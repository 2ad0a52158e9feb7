// In-memory ports for application tests

use std::sync::atomic::{AtomicU32, Ordering};
use std::sync::{Arc, Mutex};

use async_trait::async_trait;
use chrono::{DateTime, Duration, TimeZone, Utc};
use tokio::sync::RwLock;

use backend_domain::ports::{
    HealthCheckService, MaintenanceRepository, PreferenceRepository, ReportDispatcher,
    UserDirectory, VendorApi,
};
use backend_domain::{
    Customer, Device, EmailReportPreference, MaintenanceRecord, PlatformError, PreferenceStore,
    RefillEvent, ReportFrequency, ReportRequest, RuntimeConfig, ScanEvent, Site, UserContext,
    UserProfile, Vehicle, VendorError, VendorFilter,
};

use crate::queries::user_queries::resolve_user_context;
use crate::{AppState, Metrics};

pub(crate) fn runtime_config() -> RuntimeConfig {
    RuntimeConfig {
        bind_addr: "127.0.0.1:0".to_string(),
        api_token: None,
        max_body_bytes: 1024 * 1024,
        request_timeout_seconds: 5,
        refill_threshold_litres: 200.0,
        litres_per_wash: 5.0,
        scan_window_days: 30,
        forecast_horizon_days: 365.0,
        dispatch_enabled: false,
        dispatch_interval_minutes: 15,
        default_utc_offset_minutes: 600,
        user_info_max_retries: 3,
        user_info_backoff_ms: 1,
        access_policies_path: None,
        preference_store: PreferenceStore::File,
        preferences_path: "./preferences.json".to_string(),
    }
}

pub(crate) fn day(offset: i64) -> DateTime<Utc> {
    Utc.with_ymd_and_hms(2024, 3, 1, 8, 0, 0)
        .single()
        .expect("valid date")
        + Duration::days(offset)
}

pub(crate) fn profile(email: &str, role: &str) -> UserProfile {
    UserProfile {
        id: format!("user-{email}"),
        email: email.to_string(),
        full_name: None,
        role: Some(role.to_string()),
        assigned_sites: Vec::new(),
        assigned_vehicles: Vec::new(),
        utc_offset_minutes: None,
    }
}

pub(crate) fn refill(
    site: &str,
    customer: &str,
    offset: i64,
    delivered: f64,
    start: Option<f64>,
    new_total: f64,
) -> RefillEvent {
    RefillEvent {
        site: site.to_string(),
        customer: customer.to_string(),
        date: day(offset),
        delivered_litres: delivered,
        start_litres: start,
        new_total_litres: new_total,
        total_ex_gst: delivered * 1.5,
        product_name: None,
    }
}

pub(crate) fn scan(site_name: &str, site_ref: &str, offset: i64) -> ScanEvent {
    ScanEvent {
        vehicle_ref: "V-1".to_string(),
        site_ref: site_ref.to_string(),
        site_name: site_name.to_string(),
        timestamp: day(offset),
    }
}

pub(crate) fn site(id: &str, name: &str, customer: &str) -> Site {
    Site {
        id: id.to_string(),
        name: name.to_string(),
        customer_ref: String::new(),
        customer_name: customer.to_string(),
    }
}

pub(crate) fn vehicle(id: &str, site_id: &str, washes: f64, target: f64) -> Vehicle {
    Vehicle {
        id: id.to_string(),
        name: id.to_string(),
        site_id: site_id.to_string(),
        customer_name: "Boral".to_string(),
        washes_completed: washes,
        target,
    }
}

pub(crate) fn device(id: &str, site_name: &str, last_scan_at: Option<DateTime<Utc>>) -> Device {
    Device {
        id: id.to_string(),
        status: "active".to_string(),
        site_name: site_name.to_string(),
        last_scan_at,
    }
}

pub(crate) fn service(
    vehicle: &str,
    served: i64,
    next: Option<i64>,
    cost: Option<f64>,
) -> MaintenanceRecord {
    MaintenanceRecord {
        id: Some(format!("m-{vehicle}-{served}")),
        vehicle_id: vehicle.to_string(),
        service_type: "oil_change".to_string(),
        service_date: Some(day(served)),
        next_service_date: next.map(day),
        cost,
        notes: None,
    }
}

pub(crate) fn stored_preference(email: &str, frequency: ReportFrequency) -> EmailReportPreference {
    EmailReportPreference {
        id: Some(format!("pref-{email}")),
        enabled: true,
        frequency,
        report_types: vec!["compliance".to_string()],
        ..EmailReportPreference::defaults_for(email)
    }
}

#[derive(Default)]
struct VendorData {
    sites: Vec<Site>,
    vehicles: Vec<Vehicle>,
    scans: Vec<ScanEvent>,
    refills: Vec<RefillEvent>,
    devices: Vec<Device>,
}

#[derive(Default)]
pub(crate) struct FakeVendor {
    data: Mutex<VendorData>,
    failure: Mutex<Option<u16>>,
}

impl FakeVendor {
    pub(crate) fn set_sites(&self, sites: Vec<Site>) {
        self.data.lock().expect("vendor lock").sites = sites;
    }

    pub(crate) fn set_vehicles(&self, vehicles: Vec<Vehicle>) {
        self.data.lock().expect("vendor lock").vehicles = vehicles;
    }

    pub(crate) fn set_scans(&self, scans: Vec<ScanEvent>) {
        self.data.lock().expect("vendor lock").scans = scans;
    }

    pub(crate) fn set_refills(&self, refills: Vec<RefillEvent>) {
        self.data.lock().expect("vendor lock").refills = refills;
    }

    pub(crate) fn set_devices(&self, devices: Vec<Device>) {
        self.data.lock().expect("vendor lock").devices = devices;
    }

    pub(crate) fn fail_with(&self, status: u16) {
        *self.failure.lock().expect("vendor lock") = Some(status);
    }

    fn check(&self) -> Result<(), VendorError> {
        match *self.failure.lock().expect("vendor lock") {
            Some(status) => Err(VendorError::status(status, String::new())),
            None => Ok(()),
        }
    }
}

#[async_trait]
impl VendorApi for FakeVendor {
    async fn list_customers(&self) -> Result<Vec<Customer>, VendorError> {
        self.check()?;
        Ok(Vec::new())
    }

    async fn list_sites(&self, _customer: Option<&str>) -> Result<Vec<Site>, VendorError> {
        self.check()?;
        Ok(self.data.lock().expect("vendor lock").sites.clone())
    }

    async fn list_vehicles(&self, _filter: &VendorFilter) -> Result<Vec<Vehicle>, VendorError> {
        self.check()?;
        Ok(self.data.lock().expect("vendor lock").vehicles.clone())
    }

    async fn list_scans(&self, _filter: &VendorFilter) -> Result<Vec<ScanEvent>, VendorError> {
        self.check()?;
        Ok(self.data.lock().expect("vendor lock").scans.clone())
    }

    async fn list_refills(&self, _filter: &VendorFilter) -> Result<Vec<RefillEvent>, VendorError> {
        self.check()?;
        Ok(self.data.lock().expect("vendor lock").refills.clone())
    }

    async fn list_devices(&self, status: Option<&str>) -> Result<Vec<Device>, VendorError> {
        self.check()?;
        let devices = self.data.lock().expect("vendor lock").devices.clone();
        Ok(devices
            .into_iter()
            .filter(|device| status.map_or(true, |wanted| device.status == wanted))
            .collect())
    }
}

#[derive(Default)]
pub(crate) struct FakeDirectory {
    user: Mutex<Option<UserProfile>>,
    failures: AtomicU32,
    calls: AtomicU32,
}

impl FakeDirectory {
    pub(crate) fn fail_next(&self, count: u32) {
        self.failures.store(count, Ordering::SeqCst);
    }

    pub(crate) fn calls(&self) -> u32 {
        self.calls.load(Ordering::SeqCst)
    }
}

#[async_trait]
impl UserDirectory for FakeDirectory {
    async fn current_user(&self, _session_token: &str) -> Result<UserProfile, PlatformError> {
        self.calls.fetch_add(1, Ordering::SeqCst);
        let remaining = self.failures.load(Ordering::SeqCst);
        if remaining > 0 {
            self.failures.store(remaining - 1, Ordering::SeqCst);
            return Err(PlatformError::Transport("connection reset".to_string()));
        }
        self.user
            .lock()
            .expect("directory lock")
            .clone()
            .ok_or(PlatformError::Unauthorized)
    }
}

#[derive(Default)]
pub(crate) struct MemoryPreferences {
    items: Mutex<Vec<EmailReportPreference>>,
}

impl MemoryPreferences {
    pub(crate) fn seed(&self, items: Vec<EmailReportPreference>) {
        *self.items.lock().expect("preference lock") = items;
    }

    pub(crate) fn all(&self) -> Vec<EmailReportPreference> {
        self.items.lock().expect("preference lock").clone()
    }

    pub(crate) fn by_email(&self, email: &str) -> Option<EmailReportPreference> {
        self.all().into_iter().find(|pref| pref.user_email == email)
    }
}

#[async_trait]
impl PreferenceRepository for MemoryPreferences {
    async fn list(&self) -> Result<Vec<EmailReportPreference>, PlatformError> {
        Ok(self.all())
    }

    async fn find_by_email(
        &self,
        email: &str,
    ) -> Result<Option<EmailReportPreference>, PlatformError> {
        Ok(self.by_email(email))
    }

    async fn create(
        &self,
        preference: &EmailReportPreference,
    ) -> Result<EmailReportPreference, PlatformError> {
        let created = EmailReportPreference {
            id: Some(uuid::Uuid::new_v4().to_string()),
            ..preference.clone()
        };
        self.items
            .lock()
            .expect("preference lock")
            .push(created.clone());
        Ok(created)
    }

    async fn update(
        &self,
        preference: &EmailReportPreference,
    ) -> Result<EmailReportPreference, PlatformError> {
        let mut items = self.items.lock().expect("preference lock");
        let slot = items
            .iter_mut()
            .find(|item| item.id.is_some() && item.id == preference.id)
            .ok_or_else(|| PlatformError::Storage("no such preference".to_string()))?;
        *slot = preference.clone();
        Ok(preference.clone())
    }
}

#[derive(Default)]
pub(crate) struct MemoryMaintenance {
    records: Mutex<Vec<MaintenanceRecord>>,
}

impl MemoryMaintenance {
    pub(crate) fn seed(&self, records: Vec<MaintenanceRecord>) {
        *self.records.lock().expect("maintenance lock") = records;
    }

    pub(crate) fn all(&self) -> Vec<MaintenanceRecord> {
        self.records.lock().expect("maintenance lock").clone()
    }
}

#[async_trait]
impl MaintenanceRepository for MemoryMaintenance {
    async fn list_records(&self) -> Result<Vec<MaintenanceRecord>, PlatformError> {
        let mut records = self.all();
        records.sort_by(|a, b| b.service_date.cmp(&a.service_date));
        Ok(records)
    }

    async fn create_record(
        &self,
        record: &MaintenanceRecord,
    ) -> Result<MaintenanceRecord, PlatformError> {
        let created = MaintenanceRecord {
            id: Some(uuid::Uuid::new_v4().to_string()),
            ..record.clone()
        };
        self.records
            .lock()
            .expect("maintenance lock")
            .push(created.clone());
        Ok(created)
    }
}

#[derive(Default)]
pub(crate) struct RecordingDispatcher {
    sent: Mutex<Vec<ReportRequest>>,
    failing: Mutex<Vec<String>>,
}

impl RecordingDispatcher {
    pub(crate) fn fail_for(&self, email: &str) {
        self.failing
            .lock()
            .expect("dispatcher lock")
            .push(email.to_string());
    }

    pub(crate) fn sent(&self) -> Vec<ReportRequest> {
        self.sent.lock().expect("dispatcher lock").clone()
    }
}

#[async_trait]
impl ReportDispatcher for RecordingDispatcher {
    async fn send_report(&self, request: &ReportRequest) -> Result<(), PlatformError> {
        if self
            .failing
            .lock()
            .expect("dispatcher lock")
            .contains(&request.user_email)
        {
            return Err(PlatformError::Status {
                status: 500,
                body: "mail provider rejected the message".to_string(),
            });
        }
        self.sent
            .lock()
            .expect("dispatcher lock")
            .push(request.clone());
        Ok(())
    }
}

pub(crate) struct AlwaysHealthy;

#[async_trait]
impl HealthCheckService for AlwaysHealthy {
    async fn check_vendor(&self) -> anyhow::Result<bool> {
        Ok(true)
    }

    async fn check_platform(&self) -> anyhow::Result<bool> {
        Ok(true)
    }
}

pub(crate) struct TestHarness {
    pub state: AppState,
    pub vendor: Arc<FakeVendor>,
    pub directory: Arc<FakeDirectory>,
    pub preferences: Arc<MemoryPreferences>,
    pub maintenance: Arc<MemoryMaintenance>,
    pub dispatcher: Arc<RecordingDispatcher>,
}

impl TestHarness {
    pub(crate) fn new() -> Self {
        let vendor = Arc::new(FakeVendor::default());
        let directory = Arc::new(FakeDirectory::default());
        let preferences = Arc::new(MemoryPreferences::default());
        let maintenance = Arc::new(MemoryMaintenance::default());
        let dispatcher = Arc::new(RecordingDispatcher::default());
        let state = AppState {
            config: runtime_config(),
            vendor: vendor.clone(),
            user_directory: directory.clone(),
            preference_repo: preferences.clone(),
            maintenance_repo: maintenance.clone(),
            report_dispatcher: dispatcher.clone(),
            health: Arc::new(AlwaysHealthy),
            access_policies: Arc::new(RwLock::new(Vec::new())),
            metrics: Arc::new(Metrics::default()),
        };
        Self {
            state,
            vendor,
            directory,
            preferences,
            maintenance,
            dispatcher,
        }
    }

    pub(crate) fn with_user(self, user: UserProfile) -> Self {
        *self.directory.user.lock().expect("directory lock") = Some(user);
        self
    }

    pub(crate) fn anonymous(&self) -> UserContext {
        UserContext::anonymous(self.state.config.default_offset())
    }

    pub(crate) async fn signed_in(&self) -> UserContext {
        resolve_user_context(&self.state, Some("session"), None)
            .await
            .expect("signed in context")
    }
}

* * * *

TO DO: Going through the entries, return every line holding the word "UserDirectory".

PROBLEM SOLUTION:
    UserDirectory, VendorApi,
impl UserDirectory for FakeDirectory {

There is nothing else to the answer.